- What you have to do:
Down to the last line, the material below should be reproduced exactly.
Exercise materials section start
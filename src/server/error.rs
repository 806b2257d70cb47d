// Copyright 2026 The OpenEBS Authors
//
// Licensed under the Apache License, Version 2.0 (the "License");
// you may not use this file except in compliance with the License.
// You may obtain a copy of the License at
//
//     http://www.apache.org/licenses/LICENSE-2.0
//
// Unless required by applicable law or agreed to in writing, software
// distributed under the License is distributed on an "AS IS" BASIS,
// WITHOUT WARRANTIES OR CONDITIONS OF ANY KIND, either express or implied.
// See the License for the specific language governing permissions and
// limitations under the License.

use crate::error::{Code, Error};
use axum::{
    Json,
    http::StatusCode,
    response::{IntoResponse, Response},
};
use serde::{Deserialize, Serialize};
use tracing::{error, warn};

/// Body of every failed call.
#[derive(Debug, Serialize, Deserialize)]
pub struct ErrorResponse {
    pub code: Code,
    pub message: String,
}

pub fn status_of(code: Code) -> StatusCode {
    match code {
        Code::InvalidArgument => StatusCode::BAD_REQUEST,
        Code::NotFound => StatusCode::NOT_FOUND,
        Code::AlreadyExists => StatusCode::CONFLICT,
        Code::Unavailable => StatusCode::SERVICE_UNAVAILABLE,
        Code::Internal => StatusCode::INTERNAL_SERVER_ERROR,
        Code::Unimplemented => StatusCode::NOT_IMPLEMENTED,
    }
}

impl IntoResponse for Error {
    fn into_response(self) -> Response {
        let code = self.code();
        let message = self.to_string();
        match code {
            Code::Internal => error!(%message, "call failed"),
            Code::Unavailable => warn!(%message, "call deferred"),
            _ => warn!(%code, %message, "call rejected"),
        }

        (status_of(code), Json(ErrorResponse { code, message })).into_response()
    }
}
// Copyright 2026 The OpenEBS Authors
//
// Licensed under the Apache License, Version 2.0 (the "License");
// you may not use this file except in compliance with the License.
// You may obtain a copy of the License at
//
//     http://www.apache.org/licenses/LICENSE-2.0
//
// Unless required by applicable law or agreed to in writing, software
// distributed under the License is distributed on an "AS IS" BASIS,
// WITHOUT WARRANTIES OR CONDITIONS OF ANY KIND, either express or implied.
// See the License for the specific language governing permissions and
// limitations under the License.

//! Plugin RPC surface: one `POST /csi.v1.<Service>/<Method>` route per call,
//! JSON bodies, served on a unix socket or a TCP address.

pub mod error;
mod handlers;
pub mod routes;
pub mod state;

use crate::config::Endpoint;
use axum::{Router, http::StatusCode, response::IntoResponse, routing::get};
use state::AppState;
use tokio::net::{TcpListener, UnixListener};
use tokio_util::sync::CancellationToken;
use tower::ServiceBuilder;
use tower_http::trace::TraceLayer;
use tracing::info;

pub fn router(state: AppState) -> Router {
    Router::new()
        .route("/healthz", get(health_check))
        .merge(routes::identity_routes())
        .merge(routes::controller_routes())
        .merge(routes::node_routes())
        .with_state(state)
        .layer(ServiceBuilder::new().layer(TraceLayer::new_for_http()))
}

/// Serves until `shutdown` fires, then drains in-flight calls.
pub async fn serve(
    endpoint: &Endpoint,
    state: AppState,
    shutdown: CancellationToken,
) -> std::io::Result<()> {
    let app = router(state);
    let stopped = async move { shutdown.cancelled().await };

    match endpoint {
        Endpoint::Unix(path) => {
            if let Some(parent) = path.parent() {
                tokio::fs::create_dir_all(parent).await?;
            }
            // a socket left behind by a previous process blocks the bind
            match tokio::fs::remove_file(path).await {
                Err(e) if e.kind() != std::io::ErrorKind::NotFound => return Err(e),
                _ => {}
            }
            let listener = UnixListener::bind(path)?;
            info!(%endpoint, "plugin listening");
            axum::serve(listener, app)
                .with_graceful_shutdown(stopped)
                .await
        }
        Endpoint::Tcp(address) => {
            let listener = TcpListener::bind(address).await?;
            info!(%endpoint, "plugin listening");
            axum::serve(listener, app)
                .with_graceful_shutdown(stopped)
                .await
        }
    }
}

async fn health_check() -> impl IntoResponse {
    (StatusCode::OK, "OK")
}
Exercise materials section end
- Expected answer:
filename src/server/error.rs
repository 806b2257d70cb47d
// Copyright 2026 The OpenEBS Authors
//
// Licensed under the Apache License, Version 2.0 (the "License");
// you may not use this file except in compliance with the License.
// You may obtain a copy of the License at
//
//     http://www.apache.org/licenses/LICENSE-2.0
//
// Unless required by applicable law or agreed to in writing, software
// distributed under the License is distributed on an "AS IS" BASIS,
// WITHOUT WARRANTIES OR CONDITIONS OF ANY KIND, either express or implied.
// See the License for the specific language governing permissions and
// limitations under the License.

use crate::error::{Code, Error};
use axum::{
    Json,
    http::StatusCode,
    response::{IntoResponse, Response},
};
use serde::{Deserialize, Serialize};
use tracing::{error, warn};

/// Body of every failed call.
#[derive(Debug, Serialize, Deserialize)]
pub struct ErrorResponse {
    pub code: Code,
    pub message: String,
}

pub fn status_of(code: Code) -> StatusCode {
    match code {
        Code::InvalidArgument => StatusCode::BAD_REQUEST,
        Code::NotFound => StatusCode::NOT_FOUND,
        Code::AlreadyExists => StatusCode::CONFLICT,
        Code::Unavailable => StatusCode::SERVICE_UNAVAILABLE,
        Code::Internal => StatusCode::INTERNAL_SERVER_ERROR,
        Code::Unimplemented => StatusCode::NOT_IMPLEMENTED,
    }
}

impl IntoResponse for Error {
    fn into_response(self) -> Response {
        let code = self.code();
        let message = self.to_string();
        match code {
            Code::Internal => error!(%message, "call failed"),
            Code::Unavailable => warn!(%message, "call deferred"),
            _ => warn!(%code, %message, "call rejected"),
        }

        (status_of(code), Json(ErrorResponse { code, message })).into_response()
    }
}
// Copyright 2026 The OpenEBS Authors
//
// Licensed under the Apache License, Version 2.0 (the "License");
// you may not use this file except in compliance with the License.
// You may obtain a copy of the License at
//
//     http://www.apache.org/licenses/LICENSE-2.0
//
// Unless required by applicable law or agreed to in writing, software
// distributed under the License is distributed on an "AS IS" BASIS,
// WITHOUT WARRANTIES OR CONDITIONS OF ANY KIND, either express or implied.
// See the License for the specific language governing permissions and
// limitations under the License.

//! Plugin RPC surface: one `POST /csi.v1.<Service>/<Method>` route per call,
//! JSON bodies, served on a unix socket or a TCP address.

pub mod error;
mod handlers;
pub mod routes;
pub mod state;

use crate::config::Endpoint;
use axum::{Router, http::StatusCode, response::IntoResponse, routing::get};
use state::AppState;
use tokio::net::{TcpListener, UnixListener};
use tokio_util::sync::CancellationToken;
use tower::ServiceBuilder;
use tower_http::trace::TraceLayer;
use tracing::info;

pub fn router(state: AppState) -> Router {
    Router::new()
        .route("/healthz", get(health_check))
        .merge(routes::identity_routes())
        .merge(routes::controller_routes())
        .merge(routes::node_routes())
        .with_state(state)
        .layer(ServiceBuilder::new().layer(TraceLayer::new_for_http()))
}

/// Serves until `shutdown` fires, then drains in-flight calls.
pub async fn serve(
    endpoint: &Endpoint,
    state: AppState,
    shutdown: CancellationToken,
) -> std::io::Result<()> {
    let app = router(state);
    let stopped = async move { shutdown.cancelled().await };

    match endpoint {
        Endpoint::Unix(path) => {
            if let Some(parent) = path.parent() {
                tokio::fs::create_dir_all(parent).await?;
            }
            // a socket left behind by a previous process blocks the bind
            match tokio::fs::remove_file(path).await {
                Err(e) if e.kind() != std::io::ErrorKind::NotFound => return Err(e),
                _ => {}
            }
            let listener = UnixListener::bind(path)?;
            info!(%endpoint, "plugin listening");
            axum::serve(listener, app)
                .with_graceful_shutdown(stopped)
                .await
        }
        Endpoint::Tcp(address) => {
            let listener = TcpListener::bind(address).await?;
            info!(%endpoint, "plugin listening");
            axum::serve(listener, app)
                .with_graceful_shutdown(stopped)
                .await
        }
    }
}

async fn health_check() -> impl IntoResponse {
    (StatusCode::OK, "OK")
}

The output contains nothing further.